Анекдоты«Особенно возмущало всех поведение великого князя Константина Павловича и лиц его военной свиты. О последних говорили, что они были весьма дерзки и грубы (grossiers et insolents), что составляло резкий контраст с вежливым обхождением пруссаков и прочих иностранцев. Во многих донесениях рассказывается о его ни с чем несообразных мальчишечьих выходках. Напр[имер], однажды ночью, спрятавшись во дворе Гофбурга, он крикнул: “Wacht heraus!”[32]; караул выбежал, взял на караул, но не мог понять, по какому поводу его вызвали, а великий князь “хохотал до упада “. Другой раз на вечере у Штакельберга Константин Павлович вышутил старика графа Эстергази за его костюм и за косу, которую он продолжал носить, на что Эстергази ответил сожалением, что он так дурно воспитан для человека его ранга. Рассказывали, что в начале ноября великий князь как-то вздумал кататься верхом в дворцовом парке в Шенбруне, в очень сырую дождливую погоду и на вежливую просьбу садовника и привратников отложить прогулку, чтобы не портить чудных дорожек парка, отвечал грубой бранью и продолжал кататься»{253}.
Взаимные неудовольствия на Венском конгрессе, неизбежный разрыв бывших союзников предотвратил другой веселый и мало с кем считавшийся человек — бывший французский император.
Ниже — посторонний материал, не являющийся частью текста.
//! In-memory work queues with per-key debounce.
//!
//! Items are not persisted; losing the process loses the queue. The
//! debounce window suppresses flapping (the same key queued repeatedly in
//! quick succession), independent of any longer freshness gate downstream.

use std::collections::VecDeque;
use std::sync::Mutex;
use std::time::Duration;

use crate::cache::TtlCache;

/// Default per-key debounce window.
pub const DEFAULT_DEBOUNCE: Duration = Duration::from_secs(5 * 60);

const DEBOUNCE_CAPACITY: usize = 4096;

type KeyFn<T> = Box<dyn Fn(&T) -> String + Send + Sync>;
type TransformFn<T> = Box<dyn Fn(T) -> T + Send + Sync>;

/// A keyed FIFO with a per-key debounce window.
pub struct WorkerQueue<T> {
    items: Mutex<VecDeque<T>>,
    recent: TtlCache<String, ()>,
    get_key: KeyFn<T>,
    transform: Option<TransformFn<T>>,
    pub disabled: bool,
}

impl<T> WorkerQueue<T> {
    pub fn new(debounce: Duration, get_key: impl Fn(&T) -> String + Send + Sync + 'static) -> Self {
        Self {
            items: Mutex::new(VecDeque::new()),
            recent: TtlCache::new(DEBOUNCE_CAPACITY, debounce),
            get_key: Box::new(get_key),
            transform: None,
            disabled: false,
        }
    }

    /// Normalize items on insert.
    pub fn with_transform(mut self, transform: impl Fn(T) -> T + Send + Sync + 'static) -> Self {
        self.transform = Some(Box::new(transform));
        self
    }

    pub fn with_disabled(mut self, disabled: bool) -> Self {
        self.disabled = disabled;
        self
    }

    /// Insert an item unless its key was inserted within the debounce
    /// window.
    pub fn queue(&self, item: T) {
        if self.disabled {
            return;
        }
        let item = match &self.transform {
            Some(transform) => transform(item),
            None => item,
        };
        let key = (self.get_key)(&item);
        if self.recent.contains(&key) {
            return;
        }
        self.recent.insert(key, ());
        let mut items = self.items.lock().unwrap_or_else(|e| e.into_inner());
        items.push_back(item);
    }

    /// Drain the current contents, calling `handler` once per item. On a
    /// handler error the unprocessed remainder is requeued.
    pub fn process<E>(&self, mut handler: impl FnMut(T) -> Result<(), E>) -> Result<(), E> {
        let mut drained: VecDeque<T> = {
            let mut items = self.items.lock().unwrap_or_else(|e| e.into_inner());
            std::mem::take(&mut *items)
        };

        while let Some(item) = drained.pop_front() {
            if let Err(err) = handler(item) {
                // Keep what we could not process for the next tick.
                let mut items = self.items.lock().unwrap_or_else(|e| e.into_inner());
                for leftover in drained {
                    items.push_back(leftover);
                }
                return Err(err);
            }
        }
        Ok(())
    }

    pub fn is_empty(&self) -> bool {
        let items = self.items.lock().unwrap_or_else(|e| e.into_inner());
        items.is_empty()
    }

    pub fn len(&self) -> usize {
        let items = self.items.lock().unwrap_or_else(|e| e.into_inner());
        items.len()
    }
}
//! SQLite-backed implementation of the store contracts.

use std::collections::HashMap;
use std::path::Path;
use std::sync::Mutex;
use std::time::Duration as StdDuration;

use chrono::{DateTime, Duration, SecondsFormat, Utc};
use rusqlite::{params, params_from_iter, Connection, OptionalExtension, Row};

use crate::cache::TtlCache;
use crate::indexer::{IndexerKind, TorznabIndexer};

use super::{
    sync_stale_after, IndexerStore, JobLogStore, JobRecord, JobStatus, StoreError, SyncInfo,
    SyncInfoPage, SyncInfoStore, TorrentCategory, TorrentFileEntry, TorrentInfo, TorrentInfoStore,
    TorrentItem,
};

/// Repeated `queue` calls for the same key are suppressed for this long.
const QUEUE_DEBOUNCE: StdDuration = StdDuration::from_secs(3 * 60 * 60);
const QUEUE_DEBOUNCE_CAPACITY: usize = 2048;

/// SQLite store implementing every persistence contract.
pub struct SqliteStore {
    conn: Mutex<Connection>,
    queue_debounce: TtlCache<String, ()>,
}

impl SqliteStore {
    /// Open (or create) the database at `path`.
    pub fn new(path: &Path) -> Result<Self, StoreError> {
        let conn = Connection::open(path)?;
        Self::initialize_schema(&conn)?;
        Ok(Self {
            conn: Mutex::new(conn),
            queue_debounce: TtlCache::new(QUEUE_DEBOUNCE_CAPACITY, QUEUE_DEBOUNCE),
        })
    }

    /// In-memory store, used by tests.
    pub fn in_memory() -> Result<Self, StoreError> {
        let conn = Connection::open_in_memory()?;
        Self::initialize_schema(&conn)?;
        Ok(Self {
            conn: Mutex::new(conn),
            queue_debounce: TtlCache::new(QUEUE_DEBOUNCE_CAPACITY, QUEUE_DEBOUNCE),
        })
    }

    fn initialize_schema(conn: &Connection) -> Result<(), StoreError> {
        conn.execute_batch(
            r#"
            CREATE TABLE IF NOT EXISTS torznab_indexer (
                kind TEXT NOT NULL,
                id TEXT NOT NULL,
                name TEXT NOT NULL,
                url TEXT NOT NULL,
                api_key TEXT NOT NULL,
                cat TEXT NOT NULL,
                uat TEXT NOT NULL,
                PRIMARY KEY (kind, id)
            );

            CREATE TABLE IF NOT EXISTS torznab_indexer_syncinfo (
                kind TEXT NOT NULL,
                id TEXT NOT NULL,
                sid TEXT NOT NULL,
                queued_at TEXT,
                synced_at TEXT,
                error TEXT,
                result_count INTEGER,
                PRIMARY KEY (kind, id, sid)
            );

            CREATE INDEX IF NOT EXISTS idx_syncinfo_queued_at
                ON torznab_indexer_syncinfo(queued_at);

            CREATE TABLE IF NOT EXISTS torrent_info (
                hash TEXT PRIMARY KEY,
                title TEXT NOT NULL,
                size INTEGER NOT NULL DEFAULT 0,
                indexer TEXT NOT NULL DEFAULT '',
                seeders INTEGER NOT NULL DEFAULT 0,
                leechers INTEGER NOT NULL DEFAULT 0,
                private INTEGER NOT NULL DEFAULT 0,
                category TEXT NOT NULL DEFAULT 'unknown',
                cat TEXT NOT NULL,
                uat TEXT NOT NULL
            );

            CREATE TABLE IF NOT EXISTS torrent_file (
                hash TEXT NOT NULL,
                idx INTEGER NOT NULL,
                name TEXT NOT NULL,
                size INTEGER NOT NULL DEFAULT 0,
                sid TEXT,
                asid TEXT,
                PRIMARY KEY (hash, idx)
            );

            CREATE INDEX IF NOT EXISTS idx_torrent_file_sid ON torrent_file(sid);
            CREATE INDEX IF NOT EXISTS idx_torrent_file_asid ON torrent_file(asid);

            CREATE TABLE IF NOT EXISTS job_log (
                worker TEXT NOT NULL,
                job_id TEXT NOT NULL,
                status TEXT NOT NULL,
                error TEXT,
                created_at TEXT NOT NULL,
                updated_at TEXT NOT NULL,
                PRIMARY KEY (worker, job_id)
            );
            "#,
        )?;
        Ok(())
    }

    fn conn(&self) -> std::sync::MutexGuard<'_, Connection> {
        self.conn.lock().unwrap_or_else(|e| e.into_inner())
    }

    /// Record an out-of-band file→stream-id mapping.
    pub fn map_file_to_stream(
        &self,
        hash: &str,
        index: i64,
        sid: Option<&str>,
        anime_sid: Option<&str>,
    ) -> Result<(), StoreError> {
        self.conn().execute(
            "UPDATE torrent_file SET sid = ?3, asid = ?4 WHERE hash = ?1 AND idx = ?2",
            params![hash, index, sid, anime_sid],
        )?;
        Ok(())
    }
}

fn ts(value: DateTime<Utc>) -> String {
    // Fixed-width UTC form, so string comparison in SQL orders correctly.
    value.to_rfc3339_opts(SecondsFormat::Millis, true)
}

fn parse_ts(value: &str) -> Result<DateTime<Utc>, StoreError> {
    DateTime::parse_from_rfc3339(value)
        .map(|dt| dt.with_timezone(&Utc))
        .map_err(|e| StoreError::Database(format!("bad timestamp {value:?}: {e}")))
}

fn parse_opt_ts(value: Option<String>) -> Result<Option<DateTime<Utc>>, StoreError> {
    value.as_deref().map(parse_ts).transpose()
}

fn parse_kind(value: &str) -> Result<IndexerKind, StoreError> {
    IndexerKind::parse(value).map_err(|e| StoreError::Database(e.to_string()))
}

fn indexer_from_row(row: &Row<'_>) -> Result<TorznabIndexer, StoreError> {
    Ok(TorznabIndexer {
        kind: parse_kind(&row.get::<_, String>(0)?)?,
        id: row.get(1)?,
        name: row.get(2)?,
        url: row.get(3)?,
        api_key: row.get(4)?,
        created_at: parse_ts(&row.get::<_, String>(5)?)?,
        updated_at: parse_ts(&row.get::<_, String>(6)?)?,
    })
}

fn sync_info_from_row(row: &Row<'_>) -> Result<SyncInfo, StoreError> {
    Ok(SyncInfo {
        kind: parse_kind(&row.get::<_, String>(0)?)?,
        indexer_id: row.get(1)?,
        sid: row.get(2)?,
        queued_at: parse_opt_ts(row.get(3)?)?,
        synced_at: parse_opt_ts(row.get(4)?)?,
        error: row.get(5)?,
        result_count: row.get(6)?,
    })
}

const SYNC_INFO_COLUMNS: &str = "kind, id, sid, queued_at, synced_at, error, result_count";
const SYNC_PENDING_COND: &str =
    "queued_at IS NOT NULL AND (synced_at IS NULL OR queued_at > synced_at OR synced_at <= ?1)";

impl IndexerStore for SqliteStore {
    fn get_all(&self) -> Result<Vec<TorznabIndexer>, StoreError> {
        let conn = self.conn();
        let mut stmt =
            conn.prepare("SELECT kind, id, name, url, api_key, cat, uat FROM torznab_indexer")?;
        let mut rows = stmt.query([])?;
        let mut items = Vec::new();
        while let Some(row) = rows.next()? {
            items.push(indexer_from_row(row)?);
        }
        Ok(items)
    }

    fn get_by_id(
        &self,
        kind: IndexerKind,
        id: &str,
    ) -> Result<Option<TorznabIndexer>, StoreError> {
        let conn = self.conn();
        let mut stmt = conn.prepare(
            "SELECT kind, id, name, url, api_key, cat, uat FROM torznab_indexer
             WHERE kind = ?1 AND id = ?2",
        )?;
        let mut rows = stmt.query(params![kind.as_str(), id])?;
        match rows.next()? {
            Some(row) => Ok(Some(indexer_from_row(row)?)),
            None => Ok(None),
        }
    }

    fn upsert(&self, indexer: &TorznabIndexer) -> Result<(), StoreError> {
        let now = ts(Utc::now());
        self.conn().execute(
            "INSERT INTO torznab_indexer (kind, id, name, url, api_key, cat, uat)
             VALUES (?1, ?2, ?3, ?4, ?5, ?6, ?6)
             ON CONFLICT (kind, id) DO UPDATE SET
                 name = excluded.name,
                 url = excluded.url,
                 api_key = excluded.api_key,
                 uat = excluded.uat",
            params![
                indexer.kind.as_str(),
                indexer.id,
                indexer.name,
                indexer.url,
                indexer.api_key,
                now,
            ],
        )?;
        Ok(())
    }

    fn delete(&self, kind: IndexerKind, id: &str) -> Result<(), StoreError> {
        self.conn().execute(
            "DELETE FROM torznab_indexer WHERE kind = ?1 AND id = ?2",
            params![kind.as_str(), id],
        )?;
        Ok(())
    }

    fn exists(&self) -> Result<bool, StoreError> {
        let conn = self.conn();
        let one: Option<i64> = conn
            .query_row("SELECT 1 FROM torznab_indexer LIMIT 1", [], |row| row.get(0))
            .optional()?;
        Ok(one.is_some())
    }
}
Бежав с острова Эльба, Наполеон без единого выстрела дошел до Парижа, вернул себе трон, а заодно обнаружил во дворце Тюильри на столе в кабинете Людовика XVIII забытое в суматохе побега тайное антирусское соглашение официальных союзников России и немедленно отправил его Александру. Александр почти не удивился, предателей простил, а соглашение бросил в огонь прямо на глазах пристыженного Меттерниха. Расчет Наполеона перессорить союзников не оправдался. Напротив, они немедленно примирились и поторопились с решениями. 21 апреля (3 мая) 1815 года Россия, Австрия и Пруссия подписали трактат, определяющий судьбу Польши. Часть земель бывшего княжества Варшавского образовали Царство Польское — в новое государство вошло восемь воеводств{254}. Другие земли бывшего княжества были поделены между Австрией и Пруссией. Первой достались восточная и западная Галиция, второй — западная часть княжества, которая стала называться Великим княжеством Познанским, к княжеству Познанскому добавился и Гданьск. Краков признали вольным городом под покровительством Австрии, Пруссии и России. Россия удержала за собой все прежде приобретенные польские земли и соединялась с новообразованным Царством Польским личной унией.
9 (21) мая в Варшаве праздновали восстановление Царства Польского. Служили праздничный молебен в центральном городском соборе, присягали русскому императору, палили из пушек, звонили в колокола, кричали: «Да здравствует наш король Александр!» На знаменах, которые колыхались теперь повсюду, распустил крылышки белый орел. Константин Павлович давно уже был здесь.
«КОМАНДОВАТЬ ВАМИ БУДЕТ БРАТ МОЙ»
Еще в апреле 1814 года в Париже императора Александра посетила депутация польских генералов с просьбой позволить польским легионам, сражавшимся на стороне французов, возвратиться домой. Александр позволил. Великодушно (и не слишком дальновидно) разрешив даже сформировать из остатков польских легионов отдельный корпус под названием «войско герцогства Варшавского» — зародыш будущей польской армии. «Командовать вами будет брат мой», — добавил император, указывая на цесаревича, который присутствовал здесь же. Так и решилась его судьба. Цесаревичу суждено было стать главнокомандующим польской армией.
С ноября 1814 года он поселился в Варшаве, ненадолго покинув ее лишь в 1815 году для участия в кратком антинаполеоновском походе. Зимой цесаревич жил в сияющем свежими красками, только что отремонтированном Брюлевском дворце, летом — в простом, но изящном Бельведерском замке.